Dutch elm disease spreads on the backs of elm bark beetles that carry a harmful fungus. They typically attack and lay eggs in elm trees in the spring. The larvae eventually hatch and mature through summer, before another generation of beetles bursts forth in the fall. That new population flies to new, healthy trees and infects them, Westwood said.
Research out of the University of Manitoba has shown certain trees tend to produce bigger beetle populations than others.
If there was a better way to identify and remove those trees during the summer months, instead of waiting for winter, in theory it could lead to lower infection rates in communities such as River Heights and Wolseley, Westwood said.
The challenge is in knowing what symptoms to look for on the outside of trees that indicate a burgeoning beetle community within, Westwood said.
"That's our job to find out," Westwood said.
To do that, he and a team of students are cataloging the various symptoms they find, hacking bark away, counting beetle numbers and the intricate patterns they leave in hopes of learning more.
"And then we're going to try and come up with a formula and a process that will allow the city to try to identify these trees early on and get them out," he said.
If their work proves successful this summer, Westwood says they may return next year, to the delight of many in Wolseley and River Heights.

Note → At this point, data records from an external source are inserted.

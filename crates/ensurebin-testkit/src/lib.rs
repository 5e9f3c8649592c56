//! Test utilities for ensurebin
//!
//! Shared helpers used by the unit and integration tests across the
//! workspace: scratch directories, environment isolation, fake binaries,
//! manifests and a shared mock HTTP server.

use tempfile::TempDir;

pub mod env;
pub mod fixtures;
pub mod mock;

pub use env::{ENV_LOCK, OVERRIDE_VARS, env_lock, with_isolated_env};
pub use fixtures::{
    FakeDownload, fake_binary_body, sha256_hex, write_fake_binary, write_manifest,
    write_marker_wrapper, write_script,
};
pub use mock::get_shared_mock_server;

/// Creates a temporary directory within `.tmp/` at the project root
///
/// Keeps test scratch files in one gitignored place that is easy to clean
/// up by hand.
///
/// # Panics
///
/// Panics if the current directory is unknown or `.tmp/` cannot be created.
///
/// # Examples
///
/// ```rust
/// use ensurebin_testkit::temp_dir_in_workspace;
///
/// let temp = temp_dir_in_workspace();
/// let file_path = temp.path().join("test.txt");
/// std::fs::write(&file_path, "test data").unwrap();
/// ```
pub fn temp_dir_in_workspace() -> TempDir {
    try_temp_dir_in_workspace().expect("Failed to create temporary directory in .tmp/")
}

/// Same as [`temp_dir_in_workspace`], returning the error instead of panicking
pub fn try_temp_dir_in_workspace() -> std::io::Result<TempDir> {
    let workspace_root = std::env::current_dir()?;
    let tmp_base = workspace_root.join(".tmp");
    std::fs::create_dir_all(&tmp_base)?;
    TempDir::new_in(&tmp_base)
}
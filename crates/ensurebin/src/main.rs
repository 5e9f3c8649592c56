mod cli;
mod commands;
mod context;
mod output;

use clap::Parser;
use cli::{Cli, Commands};
use ensurebin_core::config::consts::env;

fn main() {
    let cli = Cli::parse();
    init_logging(cli.verbose);

    let package_dir = cli.package_dir;
    let result = match cli.command {
        Commands::Install {
            target,
            network,
            json,
        } => commands::install::run(package_dir, network.into_overrides(target), json),
        Commands::Path { json } => commands::path::run(package_dir, json),
        Commands::Platform { target, json } => {
            commands::platform::run(package_dir, target.into_overrides(), json)
        }
        Commands::Shim { bin_dir } => commands::shim::run(package_dir, bin_dir),
        Commands::Exec { args } => commands::exec::run(package_dir, args),
    };

    if let Err(e) = result {
        eprintln!("Error: {}", e);
        std::process::exit(1);
    }
}

/// Logs go to stderr; `ENSUREBIN_LOG` takes env_logger filter syntax
fn init_logging(verbose: bool) {
    let default_filter = if verbose { "debug" } else { "info" };
    env_logger::Builder::from_env(env_logger::Env::new().filter_or(env::LOG, default_filter))
        .format_timestamp(None)
        .init();
}
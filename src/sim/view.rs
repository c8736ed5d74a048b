//! Read-only projections for external consumers.
//!
//! The renderer and HUD never touch the World directly; they consume the
//! plain-data snapshots built here, so simulation internals can change
//! without breaking them.

use glam::Vec2;
use serde::Serialize;

use super::components::{ComponentSet, Health, Position, Render, Rotation, Size, Velocity};
use super::entity::Entity;
use super::world::{GameState, World};

/// Everything a renderer needs for one entity.
#[derive(Debug, Clone, Copy, PartialEq)]
pub struct Drawable {
    pub entity: Entity,
    pub pos: Vec2,
    pub size: Vec2,
    pub color: [u8; 3],
    pub alpha: f32,
    /// Facing angle in radians, for entities that have one.
    pub rotation: Option<f32>,
    /// For motion-stretch effects on fast movers.
    pub velocity: Option<Vec2>,
    /// `(current, max)` for health-bar overlays.
    pub health: Option<(f32, f32)>,
}

/// Snapshot of every renderable entity, in creation order.
pub fn drawables(world: &World) -> Vec<Drawable> {
    world
        .query(ComponentSet::POSITION | ComponentSet::SIZE | ComponentSet::RENDER)
        .into_iter()
        .map(|entity| {
            let render = world
                .get::<Render>(entity)
                .expect("queried entity missing Render");
            Drawable {
                entity,
                pos: world
                    .get::<Position>(entity)
                    .expect("queried entity missing Position")
                    .xy(),
                size: world
                    .get::<Size>(entity)
                    .expect("queried entity missing Size")
                    .extents(),
                color: render.rgb(),
                alpha: render.alpha,
                rotation: world.get::<Rotation>(entity).map(|r| r.angle),
                velocity: world.get::<Velocity>(entity).map(Velocity::xy),
                health: world.get::<Health>(entity).map(|h| (h.current, h.max)),
            }
        })
        .collect()
}

/// Scalar HUD state, serializable for overlays and debug dumps.
#[derive(Debug, Clone, Copy, PartialEq, Serialize)]
pub struct HudSnapshot {
    pub score: u64,
    pub wave: u32,
    pub level: u32,
    pub time: f32,
    pub player_health: f32,
    pub player_max_health: f32,
}

pub fn hud_snapshot(world: &World) -> HudSnapshot {
    let GameState {
        score,
        wave,
        level,
        time,
        player_health,
        player_max_health,
    } = *world.state();
    HudSnapshot {
        score,
        wave,
        level,
        time,
        player_health,
        player_max_health,
    }
}

#[cfg(test)]
mod tests {
    use super::*;
    use crate::consts::{PLAYER_MAX_HEALTH, PLAYER_SIZE};
    use crate::sim::factory::{create_bullet, create_enemy, create_player};

    #[test]
    fn test_player_drawable_carries_optional_fields() {
        let mut world = World::new();
        let player = create_player(&mut world, 400.0, 300.0).unwrap();

        let all = drawables(&world);
        assert_eq!(all.len(), 1);
        let d = &all[0];
        assert_eq!(d.entity, player);
        assert_eq!(d.pos, Vec2::new(400.0, 300.0));
        assert_eq!(d.size, Vec2::splat(PLAYER_SIZE));
        assert_eq!(d.color, [0, 255, 255]);
        assert_eq!(d.rotation, Some(0.0));
        assert_eq!(d.health, Some((PLAYER_MAX_HEALTH, PLAYER_MAX_HEALTH)));
    }

    #[test]
    fn test_drawables_follow_creation_order() {
        let mut world = World::new();
        let enemy = create_enemy(&mut world, 0.0, 0.0, 40.0, false).unwrap();
        let bullet = create_bullet(&mut world, 1.0, 1.0, 0.0, 0.0, 5.0).unwrap();
        let player = create_player(&mut world, 2.0, 2.0).unwrap();

        let order: Vec<Entity> = drawables(&world).iter().map(|d| d.entity).collect();
        assert_eq!(order, vec![enemy, bullet, player]);

        // Bullets have no rotation or health to project
        let b = drawables(&world)[1];
        assert_eq!(b.rotation, None);
        assert_eq!(b.health, None);
    }

    #[test]
    fn test_hud_snapshot_mirrors_state() {
        let mut world = World::new();
        create_player(&mut world, 0.0, 0.0).unwrap();
        world.state_mut().score = 230;
        world.state_mut().wave = 2;

        let hud = hud_snapshot(&world);
        assert_eq!(hud.score, 230);
        assert_eq!(hud.wave, 2);
        assert_eq!(hud.player_health, PLAYER_MAX_HEALTH);
    }

    #[test]
    fn test_hud_snapshot_serializes() {
        let world = World::new();
        let json = serde_json::to_string(&hud_snapshot(&world)).unwrap();
        assert!(json.contains("\"score\":0"));
        assert!(json.contains("\"wave\":1"));
    }
}
//! Discrete visual events emitted by the systems pipeline.
//!
//! The particle and screen-shake collaborators drain these once per frame
//! via [`World::take_events`](super::world::World::take_events). They hold
//! no gameplay state and cannot affect simulation outcomes.

use glam::Vec2;

#[derive(Debug, Clone, Copy, PartialEq)]
pub enum VisualEvent {
    /// Muzzle flash at the bullet spawn point.
    MuzzleFlash { pos: Vec2 },
    /// Hit burst where a bullet or contact landed, tinted like the victim.
    HitBurst { pos: Vec2, color: [u8; 3] },
    /// Enemy death explosion.
    Explosion { pos: Vec2, color: [u8; 3] },
    /// Camera shake impulse.
    Shake { magnitude: f32 },
}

"Some people have been just great and they come out and they say, 'This is great, great to see somebody working [on this],'" he said.
"They really love their trees. I mean, we've talked to a number of people, they have a personal relationship with a tree on their property or on their boulevard and they're sad to see it go.
But they're really excited that if we can get the disease pressure down, that would save their other trees."